At some point I had a problem generating game icons. I needed to add a “cursed tree” to the game and, studying freelance offers, I learned that on average they would be able to draw a tree in two versions for me in 2 weeks and 5,000 rubles. This didn’t suit me, since I needed to draw about 20 icons at that time, and I didn’t want to throw away 100 thousand of my hard-earned money on this.
And at this moment Midjourney enters the scene. It was a shock for me; within 1 minute I received 4 high-quality versions of the picture I needed for free.
Things immediately went faster, over the next month I added plants, animals, mountains and lakes to the game.
First failure
At this point, I spent quite a lot of time creating a new version, filling it with what I thought were very funny mechanics – like growing trees and grass, animals walking around the map, factories for energy production. Finally I launched an advertisement to a large Russian-speaking audience and received… a lot of negative feedback.
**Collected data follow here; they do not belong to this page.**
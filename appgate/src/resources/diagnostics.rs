//! Turning API errors into host diagnostics

use tfplug::schema::Schema;
use tfplug::types::{AttributePath, Diagnostic};

use super::codec::snake_case;
use crate::api::shape::UnmetGate;
use crate::api::version::ApiRevision;
use crate::api::ApiError;

/// One diagnostic for the error, plus one per validation field that names
/// a top-level attribute of `schema`
pub fn api_error(summary: &str, error: &ApiError, schema: &Schema) -> Vec<Diagnostic> {
    match error {
        ApiError::Validation { envelope, .. } => {
            let mut diags = vec![Diagnostic::error(summary, format!("API error: {}", error))];
            for field in &envelope.errors {
                if let Some(path) = attribute_for_field(&field.field, schema) {
                    diags.push(
                        Diagnostic::error(
                            format!("Invalid value for {}", path),
                            field.message.clone(),
                        )
                        .with_attribute(path),
                    );
                }
            }
            diags
        }
        ApiError::VersionMismatch { attribute, .. } => {
            let diag = Diagnostic::error("Unsupported Appgate SDP version", error.to_string());
            let declared = attribute
                .split('.')
                .next()
                .is_some_and(|name| schema.block.contains(name));
            if declared {
                vec![diag.with_attribute(AttributePath::from_dotted(attribute))]
            } else {
                vec![diag]
            }
        }
        _ => vec![Diagnostic::error(summary, format!("API error: {}", error))],
    }
}

/// `clientInterface.httpsPort` and `privileges[0].scope` name the top-level
/// attributes `client_interface` and `privileges`
fn attribute_for_field(field: &str, schema: &Schema) -> Option<AttributePath> {
    let first = field.split(['.', '[']).next()?;
    let name = snake_case(first);
    schema.block.contains(&name).then(|| AttributePath::new(&name))
}

/// Version-mismatch diagnostics for declared attributes the active revision
/// cannot carry
pub fn unmet_gates(unmet: &[UnmetGate], active: ApiRevision) -> Vec<Diagnostic> {
    unmet
        .iter()
        .map(|u| {
            let error = ApiError::VersionMismatch {
                attribute: u.path.to_string(),
                required: u.gate.since,
                active,
            };
            Diagnostic::error("Unsupported Appgate SDP version", error.to_string())
                .with_attribute(u.path.clone())
        })
        .collect()
}

pub fn not_configured() -> Diagnostic {
    Diagnostic::error(
        "Provider not configured",
        "Provider data was not properly configured",
    )
}

#[cfg(test)]
mod tests {
    use super::*;
    use crate::api::{ErrorEnvelope, FieldError};
    use tfplug::schema::{AttributeBuilder, AttributeType, SchemaBuilder};

    fn schema() -> Schema {
        SchemaBuilder::new()
            .attribute(
                AttributeBuilder::new("privileges", AttributeType::String)
                    .optional()
                    .build(),
            )
            .attribute(
                AttributeBuilder::new("ip_pool_v4", AttributeType::String)
                    .optional()
                    .build(),
            )
            .build()
    }

    #[test]
    fn validation_fields_map_to_attribute_paths() {
        let error = ApiError::Validation {
            status: 422,
            envelope: ErrorEnvelope {
                id: "unprocessable entity".to_string(),
                message: "Request validation failed".to_string(),
                errors: vec![
                    FieldError {
                        field: "privileges[0].scope".to_string(),
                        message: "scope is not allowed with type View and target Ztp".to_string(),
                    },
                    FieldError {
                        field: "ipPoolV4".to_string(),
                        message: "unknown pool".to_string(),
                    },
                    FieldError {
                        field: "somethingElse".to_string(),
                        message: "ignored".to_string(),
                    },
                ],
            },
        };

        let diags = api_error("Failed to create appgate_administrative_role", &error, &schema());

        assert_eq!(diags.len(), 3);
        assert!(diags[0].detail.contains("scope is not allowed with type View and target Ztp"));
        assert_eq!(diags[1].attribute, Some(AttributePath::new("privileges")));
        assert_eq!(diags[2].attribute, Some(AttributePath::new("ip_pool_v4")));
    }

    #[test]
    fn other_errors_keep_the_summary() {
        let error = ApiError::Server {
            status: 503,
            message: "maintenance".to_string(),
        };

        let diags = api_error("Failed to read appgate_site", &error, &schema());

        assert_eq!(diags.len(), 1);
        assert_eq!(diags[0].summary, "Failed to read appgate_site");
        assert!(diags[0].detail.contains("maintenance"));
    }
}
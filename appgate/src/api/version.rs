//! Peer versions and the API revisions the provider speaks
//!
//! Each Appgate SDP release pins one revision of the admin API. Requests
//! advertise the revision through the versioned `Accept` media type.

use serde::{Deserialize, Serialize};
use std::fmt;
use std::str::FromStr;

use super::error::ApiError;

/// Revision of the admin API, e.g. 18 for peers running 6.2
#[derive(Debug, Clone, Copy, PartialEq, Eq, PartialOrd, Ord, Hash, Serialize, Deserialize)]
#[serde(try_from = "u32", into = "u32")]
pub enum ApiRevision {
    V15,
    V16,
    V17,
    V18,
    V19,
    V20,
}

impl ApiRevision {
    pub const ALL: [ApiRevision; 6] = [
        ApiRevision::V15,
        ApiRevision::V16,
        ApiRevision::V17,
        ApiRevision::V18,
        ApiRevision::V19,
        ApiRevision::V20,
    ];

    pub const MIN: ApiRevision = ApiRevision::V15;
    pub const MAX: ApiRevision = ApiRevision::V20;

    pub fn number(self) -> u32 {
        match self {
            ApiRevision::V15 => 15,
            ApiRevision::V16 => 16,
            ApiRevision::V17 => 17,
            ApiRevision::V18 => 18,
            ApiRevision::V19 => 19,
            ApiRevision::V20 => 20,
        }
    }

    /// Exact lookup; unknown numbers return `None`
    pub fn from_number(number: u32) -> Option<Self> {
        Self::ALL.into_iter().find(|rev| rev.number() == number)
    }

    /// Nearest known revision: numbers above the table map to the newest,
    /// numbers below it return `None`.
    pub fn clamp(number: u32) -> Option<Self> {
        if number > Self::MAX.number() {
            return Some(Self::MAX);
        }
        Self::from_number(number)
    }

    /// The peer release that introduced this revision
    pub fn peer_version(self) -> PeerVersion {
        match self {
            ApiRevision::V15 => PeerVersion::new(5, 5, 0),
            ApiRevision::V16 => PeerVersion::new(6, 0, 0),
            ApiRevision::V17 => PeerVersion::new(6, 1, 0),
            ApiRevision::V18 => PeerVersion::new(6, 2, 0),
            ApiRevision::V19 => PeerVersion::new(6, 3, 0),
            ApiRevision::V20 => PeerVersion::new(6, 4, 0),
        }
    }

    /// `application/vnd.appgate.peer-v18+json`
    pub fn media_type(self) -> String {
        format!("application/vnd.appgate.peer-v{}+json", self.number())
    }
}

impl fmt::Display for ApiRevision {
    fn fmt(&self, f: &mut fmt::Formatter<'_>) -> fmt::Result {
        write!(f, "v{}", self.number())
    }
}

impl TryFrom<u32> for ApiRevision {
    type Error = String;

    fn try_from(value: u32) -> Result<Self, Self::Error> {
        Self::from_number(value).ok_or_else(|| format!("unknown API revision {}", value))
    }
}

impl From<ApiRevision> for u32 {
    fn from(rev: ApiRevision) -> Self {
        rev.number()
    }
}

/// Release version reported by the peer, e.g. `6.2.1-30223-release`
#[derive(Debug, Clone, Copy, PartialEq, Eq, PartialOrd, Ord, Hash)]
pub struct PeerVersion {
    pub major: u64,
    pub minor: u64,
    pub patch: u64,
}

impl PeerVersion {
    pub const fn new(major: u64, minor: u64, patch: u64) -> Self {
        Self {
            major,
            minor,
            patch,
        }
    }

    /// Revision this peer speaks natively. Releases newer than the table map
    /// to the newest revision, older ones are not supported.
    pub fn revision(&self) -> Result<ApiRevision, ApiError> {
        let revision = ApiRevision::ALL
            .into_iter()
            .rev()
            .find(|rev| (self.major, self.minor) >= (rev.peer_version().major, rev.peer_version().minor));

        revision.ok_or_else(|| {
            ApiError::Configuration(format!(
                "Appgate SDP {} is not supported, the oldest supported version is {}",
                self,
                ApiRevision::MIN.peer_version()
            ))
        })
    }
}

impl fmt::Display for PeerVersion {
    fn fmt(&self, f: &mut fmt::Formatter<'_>) -> fmt::Result {
        write!(f, "{}.{}.{}", self.major, self.minor, self.patch)
    }
}

impl FromStr for PeerVersion {
    type Err = ApiError;

    fn from_str(s: &str) -> Result<Self, Self::Err> {
        let core = s
            .trim()
            .trim_start_matches('v')
            .split(['-', '+'])
            .next()
            .unwrap_or_default();

        let mut parts = core.split('.').map(|p| p.parse::<u64>());
        let invalid = || ApiError::Parse(format!("invalid peer version \"{}\"", s));

        let major = parts.next().ok_or_else(invalid)?.map_err(|_| invalid())?;
        let minor = match parts.next() {
            Some(p) => p.map_err(|_| invalid())?,
            None => 0,
        };
        let patch = match parts.next() {
            Some(p) => p.map_err(|_| invalid())?,
            None => 0,
        };

        Ok(Self::new(major, minor, patch))
    }
}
Some found the game incomprehensible, while others found it finite and boring. I was so inside the project that I couldn’t look at it from the outside and see what was wrong. The only option left was to move blindly and correct everything based on incoming feedback. It looked routine and not cool, so I dropped everything, gathered my family and we went to enjoy the sunny coast of Thailand for a month.
There I caught the resort vibe, turned off my brain and didn’t think about anything until I returned.
Having returned and assessed with a fresh look everything that had been done, I discovered that the game consists of a bunch of complex and not very clear mechanics and yes, it turned out to be boring and finite.
Taking a sheet of paper, I sat down to re-write the concept of the game, mercilessly and without regret, cutting off and throwing away everything that came to hand and did not fit into this concept.
The first thing I decided was that I needed to stop programming this game. I need to create basic mechanics that, with the help of configs, descriptions and pictures from Midjourney, will fill the game with interesting content without the serious participation of my overheated brain.
Secondly, there must be a complex production chain, including the extraction of everything and the conversion of one resource into another.
Third, the game needs a story, a story about a post-apocalyptic world where the remnants of humanity are hiding in dilapidated houses.
Fourth, the main character must find these people and use them as slaves in the mines.
Fifth, there must be a global goal – the construction of something big and great, where all resources will go. Such a place for the sublimation of all the player’s time, a kind of “Taj Mahal”, although I haven’t yet come up with exactly what it will be.
Now four out of five points are ready and there is no certainty about what the fifth point should be and whether it is needed at all.
What you can do in the game now:
- walk and explore the territory finding different goodies
- seize territory and quarrel with the opposing faction
- build a line of defense
- extract various resources from the bowels of the earth
- produce more complex resources
- increase points, fight for the position of mayor
- spend and earn coins in game mechanics
-exchange coins for crypto
In general, I believe that many people will like the game if I can explain how to play it) It is simpler than Ingress, there is still the same motivation to get your ass off the couch and go do tasks with your legs, there is an opportunity to earn money.
It will be cool if you write down your ideas on how this can be brought into an understandable form and further promoted.